[Records excerpted from a collection]

· · · · · · ·

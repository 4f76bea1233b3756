//! mendlog CLI: check repair rules and run them against recorded facts.

use std::path::{Path, PathBuf};
use std::process::ExitCode;
use std::sync::Arc;

use clap::{Parser, Subcommand};

use mendlog::module::PredicateKind;
use mendlog::{
    EngineConfig, InMemoryRepairExecutor, MendError, MendResult, Module, QueryContext,
    QueryDispatcher, QueryOptions, RepairExecutor, RepairFacts, RepairPredicates,
};

#[derive(Parser)]
#[command(name = "mendlog", version, about = "Rule-driven repair decisions")]
struct Cli {
    /// Engine configuration file (TOML).
    #[arg(long, global = true)]
    config: Option<PathBuf>,

    #[command(subcommand)]
    command: Commands,
}

#[derive(Subcommand)]
enum Commands {
    /// Compile a rule file and list its predicates.
    Check {
        /// Rule file.
        rules: PathBuf,
    },

    /// Decide a repair for recorded facts, without touching any cluster.
    Run {
        /// Rule file.
        rules: PathBuf,

        /// Repair facts (TOML table, e.g. `ErrorCode = "FO001"`).
        #[arg(long)]
        facts: PathBuf,
    },

    /// Print the solutions of an arbitrary goal.
    Query {
        /// Rule file.
        rules: PathBuf,

        /// Goal, e.g. `member(?X, [1, 2])`.
        goal: String,

        /// Maximum number of solutions to print.
        #[arg(long, default_value = "10")]
        limit: usize,
    },
}

#[tokio::main]
async fn main() -> ExitCode {
    tracing_subscriber::fmt()
        .with_env_filter(
            tracing_subscriber::EnvFilter::try_from_default_env()
                .unwrap_or_else(|_| tracing_subscriber::EnvFilter::new("info")),
        )
        .init();

    let cli = Cli::parse();
    match run(cli).await {
        Ok(()) => ExitCode::SUCCESS,
        Err(e) => {
            eprintln!("error: {e}");
            ExitCode::FAILURE
        }
    }
}

async fn run(cli: Cli) -> MendResult<()> {
    let config = match &cli.config {
        Some(path) => EngineConfig::load(path)?,
        None => EngineConfig::default(),
    };

    match cli.command {
        Commands::Check { rules } => {
            let module = compile(&rules, RepairFacts::default(), &config)?;
            println!("{} ({})", module.name(), module.fingerprint());
            for p in module.predicates() {
                let kind = match p.kind {
                    PredicateKind::Rules => "rules",
                    PredicateKind::Dynamic => "dynamic",
                };
                println!("  {:<32} {:<8} {} clause(s)", p.name, kind, p.clauses.len());
            }
        }
        Commands::Run { rules, facts } => {
            let text = std::fs::read_to_string(&facts)
                .map_err(|e| MendError::internal(format!("{}: {e}", facts.display())))?;
            let facts = RepairFacts::from_toml_str(&text)?;
            let memory = Arc::new(InMemoryRepairExecutor::new());
            let executor: Arc<dyn RepairExecutor> = memory.clone();
            let mitigated = mendlog::repair::run_repair_file(&rules, facts, executor, &config).await?;
            println!("mitigated: {mitigated}");
            for task in memory.tasks() {
                println!("  {} {} ({})", task.policy.action, task.repair_id, task.id);
            }
        }
        Commands::Query { rules, goal, limit } => {
            let module = compile(&rules, RepairFacts::default(), &config)?;
            let dispatcher =
                QueryDispatcher::new(Arc::new(module)).with_options(QueryOptions::from(&config));
            let mut query = dispatcher.query_text(&goal, QueryContext::new_root())?;
            let mut found = 0;
            while found < limit {
                let Some(solution) = query.next().await? else {
                    break;
                };
                found += 1;
                let bindings: Vec<String> =
                    solution.iter().map(|(name, term)| format!("?{name} = {term}")).collect();
                println!("{}", if bindings.is_empty() { "yes".to_string() } else { bindings.join(", ") });
            }
            if found == 0 {
                println!("no");
            }
        }
    }
    Ok(())
}

fn compile(path: &Path, facts: RepairFacts, config: &EngineConfig) -> MendResult<Module> {
    let executor: Arc<dyn RepairExecutor> = Arc::new(InMemoryRepairExecutor::new());
    let provider = RepairPredicates::new(Arc::new(facts), executor, config.repair.clone()).provider();
    let name = path
        .file_stem()
        .map_or_else(|| "rules".to_string(), |s| s.to_string_lossy().into_owned());
    Ok(Module::load(&name, path, Arc::new(provider))?)
}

· · · · · · ·

Each line of the data is to be output exactly, with none skipped.

repository 4f76bea1233b3756
//! mendlog CLI: check repair rules and run them against recorded facts.

use std::path::{Path, PathBuf};
use std::process::ExitCode;
use std::sync::Arc;

use clap::{Parser, Subcommand};

use mendlog::module::PredicateKind;
use mendlog::{
    EngineConfig, InMemoryRepairExecutor, MendError, MendResult, Module, QueryContext,
    QueryDispatcher, QueryOptions, RepairExecutor, RepairFacts, RepairPredicates,
};

#[derive(Parser)]
#[command(name = "mendlog", version, about = "Rule-driven repair decisions")]
struct Cli {
    /// Engine configuration file (TOML).
    #[arg(long, global = true)]
    config: Option<PathBuf>,

    #[command(subcommand)]
    command: Commands,
}

#[derive(Subcommand)]
enum Commands {
    /// Compile a rule file and list its predicates.
    Check {
        /// Rule file.
        rules: PathBuf,
    },

    /// Decide a repair for recorded facts, without touching any cluster.
    Run {
        /// Rule file.
        rules: PathBuf,

        /// Repair facts (TOML table, e.g. `ErrorCode = "FO001"`).
        #[arg(long)]
        facts: PathBuf,
    },

    /// Print the solutions of an arbitrary goal.
    Query {
        /// Rule file.
        rules: PathBuf,

        /// Goal, e.g. `member(?X, [1, 2])`.
        goal: String,

        /// Maximum number of solutions to print.
        #[arg(long, default_value = "10")]
        limit: usize,
    },
}

#[tokio::main]
async fn main() -> ExitCode {
    tracing_subscriber::fmt()
        .with_env_filter(
            tracing_subscriber::EnvFilter::try_from_default_env()
                .unwrap_or_else(|_| tracing_subscriber::EnvFilter::new("info")),
        )
        .init();

    let cli = Cli::parse();
    match run(cli).await {
        Ok(()) => ExitCode::SUCCESS,
        Err(e) => {
            eprintln!("error: {e}");
            ExitCode::FAILURE
        }
    }
}

async fn run(cli: Cli) -> MendResult<()> {
    let config = match &cli.config {
        Some(path) => EngineConfig::load(path)?,
        None => EngineConfig::default(),
    };

    match cli.command {
        Commands::Check { rules } => {
            let module = compile(&rules, RepairFacts::default(), &config)?;
            println!("{} ({})", module.name(), module.fingerprint());
            for p in module.predicates() {
                let kind = match p.kind {
                    PredicateKind::Rules => "rules",
                    PredicateKind::Dynamic => "dynamic",
                };
                println!("  {:<32} {:<8} {} clause(s)", p.name, kind, p.clauses.len());
            }
        }
        Commands::Run { rules, facts } => {
            let text = std::fs::read_to_string(&facts)
                .map_err(|e| MendError::internal(format!("{}: {e}", facts.display())))?;
            let facts = RepairFacts::from_toml_str(&text)?;
            let memory = Arc::new(InMemoryRepairExecutor::new());
            let executor: Arc<dyn RepairExecutor> = memory.clone();
            let mitigated = mendlog::repair::run_repair_file(&rules, facts, executor, &config).await?;
            println!("mitigated: {mitigated}");
            for task in memory.tasks() {
                println!("  {} {} ({})", task.policy.action, task.repair_id, task.id);
            }
        }
        Commands::Query { rules, goal, limit } => {
            let module = compile(&rules, RepairFacts::default(), &config)?;
            let dispatcher =
                QueryDispatcher::new(Arc::new(module)).with_options(QueryOptions::from(&config));
            let mut query = dispatcher.query_text(&goal, QueryContext::new_root())?;
            let mut found = 0;
            while found < limit {
                let Some(solution) = query.next().await? else {
                    break;
                };
                found += 1;
                let bindings: Vec<String> =
                    solution.iter().map(|(name, term)| format!("?{name} = {term}")).collect();
                println!("{}", if bindings.is_empty() { "yes".to_string() } else { bindings.join(", ") });
            }
            if found == 0 {
                println!("no");
            }
        }
    }
    Ok(())
}

fn compile(path: &Path, facts: RepairFacts, config: &EngineConfig) -> MendResult<Module> {
    let executor: Arc<dyn RepairExecutor> = Arc::new(InMemoryRepairExecutor::new());
    let provider = RepairPredicates::new(Arc::new(facts), executor, config.repair.clone()).provider();
    let name = path
        .file_stem()
        .map_or_else(|| "rules".to_string(), |s| s.to_string_lossy().into_owned());
    Ok(Module::load(&name, path, Arc::new(provider))?)
}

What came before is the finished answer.